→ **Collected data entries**
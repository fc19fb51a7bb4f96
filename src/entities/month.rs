// 📅 Month Key - the (year, month) partition every page of the grid lives in
//
// Stored as the first day of the month so that it is always a valid calendar
// month and orders chronologically for free.

use crate::errors::ExpenseError;
use chrono::{Datelike, Months, NaiveDate};
use serde::{Deserialize, Serialize};
use std::fmt;

#[derive(Debug, Clone, Copy, PartialEq, Eq, PartialOrd, Ord, Hash, Serialize, Deserialize)]
pub struct MonthKey(NaiveDate);

impl MonthKey {
    /// Build a key from a year and a 1-based month
    pub fn new(year: i32, month: u32) -> Result<Self, ExpenseError> {
        NaiveDate::from_ymd_opt(year, month, 1)
            .map(MonthKey)
            .ok_or(ExpenseError::InvalidMonth { year, month })
    }

    /// Month a date falls in
    pub fn of(date: NaiveDate) -> Self {
        // Day 1 exists in every month chrono can represent
        MonthKey(date.with_day(1).unwrap_or(date))
    }

    pub fn year(&self) -> i32 {
        self.0.year()
    }

    pub fn month(&self) -> u32 {
        self.0.month()
    }

    pub fn first_day(&self) -> NaiveDate {
        self.0
    }

    /// Grid-state id, e.g. "2024-3"
    pub fn id(&self) -> String {
        format!("{}-{}", self.year(), self.month())
    }

    pub fn checked_add_months(&self, months: u32) -> Option<Self> {
        self.0.checked_add_months(Months::new(months)).map(MonthKey)
    }

    pub fn checked_sub_months(&self, months: u32) -> Option<Self> {
        self.0.checked_sub_months(Months::new(months)).map(MonthKey)
    }

    /// Same as `checked_add_months`, reported as a domain error
    pub fn add_months(&self, months: u32) -> Result<Self, ExpenseError> {
        self.checked_add_months(months)
            .ok_or_else(|| ExpenseError::DateOutOfRange {
                from: self.id(),
                months,
            })
    }

    pub fn next(&self) -> Option<Self> {
        self.checked_add_months(1)
    }

    pub fn previous(&self) -> Option<Self> {
        self.checked_sub_months(1)
    }

    pub fn next_year(&self) -> Option<Self> {
        self.checked_add_months(12)
    }

    pub fn previous_year(&self) -> Option<Self> {
        self.checked_sub_months(12)
    }
}

impl fmt::Display for MonthKey {
    fn fmt(&self, f: &mut fmt::Formatter<'_>) -> fmt::Result {
        write!(f, "{}", self.0.format("%B %Y"))
    }
}
// Entity Models
// "Identity persists, values change"
//
// - Expense: one grid row (UUID identity, optional installment chain)
// - Person: one amount column
// - GridState: per-month view state
// - MonthKey: the (year, month) partition

pub mod expense;
pub mod grid_state;
pub mod month;
pub mod person;

pub use expense::{Expense, InstallmentTag, PeopleValues};
pub use grid_state::{ColumnState, FocusedCell, GridState, GridStateStore};
pub use month::MonthKey;
pub use person::{
    column_descriptor, default_column_descriptors, people_totals, ColumnDescriptor, ColumnKind,
    Person, PersonRegistry, DEFAULT_PEOPLE,
};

→ **Exercise objective**
Please reproduce exactly the lines from the first one of the records above through the line containing "date falls in", both included, and nothing else.

→ **The completed task**
repository fc19fb51a7bb4f96
filename src/entities/month.rs
// 📅 Month Key - the (year, month) partition every page of the grid lives in
//
// Stored as the first day of the month so that it is always a valid calendar
// month and orders chronologically for free.

use crate::errors::ExpenseError;
use chrono::{Datelike, Months, NaiveDate};
use serde::{Deserialize, Serialize};
use std::fmt;

#[derive(Debug, Clone, Copy, PartialEq, Eq, PartialOrd, Ord, Hash, Serialize, Deserialize)]
pub struct MonthKey(NaiveDate);

impl MonthKey {
    /// Build a key from a year and a 1-based month
    pub fn new(year: i32, month: u32) -> Result<Self, ExpenseError> {
        NaiveDate::from_ymd_opt(year, month, 1)
            .map(MonthKey)
            .ok_or(ExpenseError::InvalidMonth { year, month })
    }

    /// Month a date falls in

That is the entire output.